Serious User Error

Most of us take car locks for granted. You either raise the little pin or pull the little latch, and then pull the handle – and VOILA the door opens. Apparently, it’s not as easy as it looks.

As I was driving home this Saturday down a small residential street, I heard a repeated banging noise. Looking out my open window, I saw a girl in the back of a Toyota banging hitting her hands against the glass with a look of total despair distorting her face. Perplexed I stop. “Either someone’s fucking with me and there’s a camera somewhere,” I thought, “Or this girl is having some sort of crisis…” I decided to play it safe in case it was the latter, so I stopped. “My friends locked me in the car! I can’t get out!” At first, I actually entertained the idea. “Do you want me to call the cops?..” “No! Can you just go find my friends?
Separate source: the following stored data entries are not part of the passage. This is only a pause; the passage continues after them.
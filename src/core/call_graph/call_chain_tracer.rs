// src/core/call_graph/call_chain_tracer.rs
use std::collections::HashSet;
use serde::{Serialize, Deserialize};

use crate::core::identity::Identity;
use super::{CallGraph, EdgeKind};

/// Enumerates invocation paths through the call graph
pub struct CallChainTracer {
    /// Maximum number of invoke edges in one chain
    max_depth: usize,
    /// Whether to end a chain when it would re-enter a document already on it
    stop_at_cycles: bool,
}

#[derive(Debug, Clone, PartialEq, Eq, Serialize, Deserialize)]
#[serde(rename_all = "camelCase")]
pub struct CallChain {
    /// Root the chain starts from
    pub entry_point: Identity,
    /// Documents in invocation order, entry point first
    pub steps: Vec<CallStep>,
    /// The chain ended because the next step would close a cycle
    pub has_cycles: bool,
    /// The chain ended because it reached `max_depth`
    pub truncated: bool,
}

#[derive(Debug, Clone, PartialEq, Eq, Serialize, Deserialize)]
#[serde(rename_all = "camelCase")]
pub struct CallStep {
    pub identity: Identity,
    /// Depth in the call chain (0 = entry point)
    pub depth: usize,
    /// Activity in the previous step that invoked this one (`None` for the entry point)
    pub call_site: Option<String>,
}

impl CallChain {
    pub fn identities(&self) -> Vec<&Identity> {
        self.steps.iter().map(|step| &step.identity).collect()
    }

    pub fn len(&self) -> usize {
        self.steps.len()
    }

    pub fn is_empty(&self) -> bool {
        self.steps.is_empty()
    }
}

impl CallChainTracer {
    pub fn new(max_depth: usize) -> Self {
        Self {
            max_depth,
            stop_at_cycles: true,
        }
    }

    /// Keep walking through a cycle once (until `max_depth`) instead of stopping at it
    pub fn follow_cycles(mut self) -> Self {
        self.stop_at_cycles = false;
        self
    }

    /// All simple invocation paths from any root to `target`
    pub fn paths_to(&self, graph: &CallGraph, target: &Identity) -> Vec<CallChain> {
        let mut chains = Vec::new();

        for root in &graph.roots {
            let mut steps = vec![CallStep {
                identity: root.clone(),
                depth: 0,
                call_site: None,
            }];
            let mut on_path = HashSet::new();
            on_path.insert(root.clone());
            self.collect_paths_to(graph, root, target, &mut steps, &mut on_path, &mut chains);
        }

        chains
    }

    fn collect_paths_to(
        &self,
        graph: &CallGraph,
        current: &Identity,
        target: &Identity,
        steps: &mut Vec<CallStep>,
        on_path: &mut HashSet<Identity>,
        chains: &mut Vec<CallChain>,
    ) {
        if current == target {
            chains.push(CallChain {
                entry_point: steps[0].identity.clone(),
                steps: steps.clone(),
                has_cycles: false,
                truncated: false,
            });
            return;
        }

        let depth = steps.len() - 1;
        if depth >= self.max_depth {
            return;
        }

        for edge in graph.edges_from(current).filter(|e| e.kind == EdgeKind::Invoke) {
            let Some(callee) = edge.to.identity() else {
                continue;
            };
            if on_path.contains(callee) {
                continue;
            }

            on_path.insert(callee.clone());
            steps.push(CallStep {
                identity: callee.clone(),
                depth: depth + 1,
                call_site: Some(edge.call_site.clone()),
            });
            self.collect_paths_to(graph, callee, target, steps, on_path, chains);
            steps.pop();
            on_path.remove(callee);
        }
    }

    /// Trace call chains from all roots
    pub fn trace_all_chains(&self, graph: &CallGraph) -> Vec<CallChain> {
        graph
            .roots
            .iter()
            .flat_map(|root| self.trace_from_entry_point(graph, root))
            .collect()
    }

    /// Every maximal chain starting at `entry_point`
    pub fn trace_from_entry_point(&self, graph: &CallGraph, entry_point: &Identity) -> Vec<CallChain> {
        let mut chains = Vec::new();
        let mut steps = vec![CallStep {
            identity: entry_point.clone(),
            depth: 0,
            call_site: None,
        }];
        self.extend_chain(graph, &mut steps, &mut chains);
        chains
    }

    fn extend_chain(&self, graph: &CallGraph, steps: &mut Vec<CallStep>, chains: &mut Vec<CallChain>) {
        let Some(last) = steps.last() else {
            return;
        };
        let current = last.identity.clone();
        let depth = last.depth;

        let finish = |steps: &[CallStep], has_cycles: bool, truncated: bool| CallChain {
            entry_point: steps[0].identity.clone(),
            steps: steps.to_vec(),
            has_cycles,
            truncated,
        };

        let callees: Vec<_> = graph
            .edges_from(&current)
            .filter(|e| e.kind == EdgeKind::Invoke)
            .filter_map(|e| e.to.identity().map(|id| (id.clone(), e.call_site.clone())))
            .collect();

        if callees.is_empty() {
            chains.push(finish(&steps[..], false, false));
            return;
        }

        if depth >= self.max_depth {
            chains.push(finish(&steps[..], false, true));
            return;
        }

        for (callee, call_site) in callees {
            let closes_cycle = steps.iter().any(|step| step.identity == callee);
            if closes_cycle && self.stop_at_cycles {
                chains.push(finish(&steps[..], true, false));
                continue;
            }

            steps.push(CallStep {
                identity: callee,
                depth: depth + 1,
                call_site: Some(call_site),
            });
            self.extend_chain(graph, steps, chains);
            steps.pop();
        }
    }
}

impl Default for CallChainTracer {
    fn default() -> Self {
        Self::new(10)
    }
}
//! Resolver behavior against a loopback server.

mod fixture;

use std::{collections::HashMap, sync::Arc};

use aulos_hls::{HlsError, ManifestResolver, QualitySelection};
use aulos_net::{HttpNet, NetClient, NetError};
use bytes::Bytes;
use fixture::MediaServer;
use rstest::{fixture, rstest};

const MASTER: &str = "#EXTM3U\n\
    #EXT-X-MEDIA:TYPE=AUDIO,GROUP-ID=\"aud\",NAME=\"English\",URI=\"audio/en.m3u8\"\n\
    #EXT-X-MEDIA:TYPE=AUDIO,GROUP-ID=\"aud\",NAME=\"French\",URI=\"audio/fr.m3u8\"\n\
    #EXT-X-MEDIA:TYPE=AUDIO,GROUP-ID=\"other\",NAME=\"Commentary\",URI=\"audio/alt.m3u8\"\n\
    #EXT-X-STREAM-INF:BANDWIDTH=1000000,AUDIO=\"aud\"\n\
    media/low.m3u8\n\
    #EXT-X-STREAM-INF:BANDWIDTH=3000000,AUDIO=\"aud\"\n\
    media/high.m3u8\n";

const MEDIA: &str = "#EXTM3U\n\
    #EXT-X-TARGETDURATION:6\n\
    #EXT-X-MAP:URI=\"init.mp4\"\n\
    #EXTINF:6,\n\
    s0.m4s\n\
    #EXT-X-ENDLIST\n";

const LIVE_MEDIA: &str = "#EXTM3U\n\
    #EXT-X-TARGETDURATION:6\n\
    #EXT-X-MEDIA-SEQUENCE:42\n\
    #EXT-X-MAP:URI=\"init.mp4\"\n\
    #EXTINF:6,\n\
    s42.m4s\n";

#[fixture]
fn net() -> NetClient {
    Arc::new(HttpNet::new().unwrap())
}

async fn server() -> MediaServer {
    let mut files = HashMap::new();
    files.insert("master.m3u8".to_string(), Bytes::from(MASTER));
    files.insert("media/low.m3u8".to_string(), Bytes::from(MEDIA));
    files.insert("media/high.m3u8".to_string(), Bytes::from(LIVE_MEDIA));
    files.insert("empty.m3u8".to_string(), Bytes::from("#EXTM3U\n#EXT-X-MEDIA:TYPE=AUDIO,GROUP-ID=\"a\",NAME=\"n\",URI=\"u.m3u8\"\n"));
    files.insert("broken.m3u8".to_string(), Bytes::from("this is not m3u8"));
    MediaServer::start(files).await
}

#[rstest]
#[tokio::test]
async fn master_resolves_to_selected_media_playlist(net: NetClient) {
    let server = server().await;
    let resolver = ManifestResolver::new(net);

    let resolved = resolver
        .resolve(server.url("master.m3u8"), QualitySelection::Highest)
        .await
        .unwrap();

    assert_eq!(resolved.selected_variant, Some(1));
    assert!(resolved.media_url.as_str().ends_with("media/high.m3u8"));
    assert!(resolved.is_live);
    assert_eq!(resolved.media.media_sequence, 42);
    // Audio renditions of the variant's group only.
    assert_eq!(resolved.audio_renditions.len(), 2);
    assert!(resolved
        .audio_renditions
        .iter()
        .all(|r| r.group_id == "aud"));
    assert_eq!(resolved.variant().unwrap().bandwidth, 3_000_000);
}

#[rstest]
#[tokio::test]
async fn media_only_manifest_resolves_directly(net: NetClient) {
    let server = server().await;
    let resolver = ManifestResolver::new(net);

    let resolved = resolver
        .resolve(server.url("media/low.m3u8"), QualitySelection::Auto)
        .await
        .unwrap();

    assert!(resolved.master.is_none());
    assert!(resolved.selected_variant.is_none());
    assert!(!resolved.is_live);
    assert_eq!(resolved.media_url, resolved.base_url);
}

#[rstest]
#[tokio::test]
async fn master_without_variants_is_no_variants(net: NetClient) {
    let server = server().await;
    let resolver = ManifestResolver::new(net);

    let error = resolver
        .resolve(server.url("empty.m3u8"), QualitySelection::Highest)
        .await
        .unwrap_err();
    assert!(matches!(error, HlsError::NoVariants));
}

#[rstest]
#[tokio::test]
async fn parse_failure_carries_through(net: NetClient) {
    let server = server().await;
    let resolver = ManifestResolver::new(net);

    let error = resolver
        .resolve(server.url("broken.m3u8"), QualitySelection::Highest)
        .await
        .unwrap_err();
    assert!(matches!(error, HlsError::Parse(_)));
}

#[rstest]
#[tokio::test]
async fn missing_manifest_is_a_fetch_error_with_status(net: NetClient) {
    let server = server().await;
    let resolver = ManifestResolver::new(net);

    let error = resolver
        .resolve(server.url("nope.m3u8"), QualitySelection::Highest)
        .await
        .unwrap_err();
    match error {
        HlsError::Net(NetError::Status { status, .. }) => assert_eq!(status, 404),
        other => panic!("expected a 404 fetch error, got {other:?}"),
    }
}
They live around here…” As I was definitely not about to go door to door asking people “Did you leave your friend locked in a car?” I actually started to think. “Wait… this is not a police cruiser… just pull the handle…” “Look, I’m pulling it, it won’t open!” Looking in, I could see the handle on the front door on the other side of the car – it was the kind with a little latch right above the handle that just needed to be flipped. “See that little thing? Switch that first…” The car alarm went off, the girl (who turned out to be claustrophobic) stumbled out of the car, and the day was saved. I’m still disturbed that a senior at a top 20 university couldn’t figure out how to open a car door.

Design Moral? Don’t take things for granted. I have many a time gone back to an application I had written and discovered that something I assumed would be intuitive was actually quite arcane to an unfamiliar user.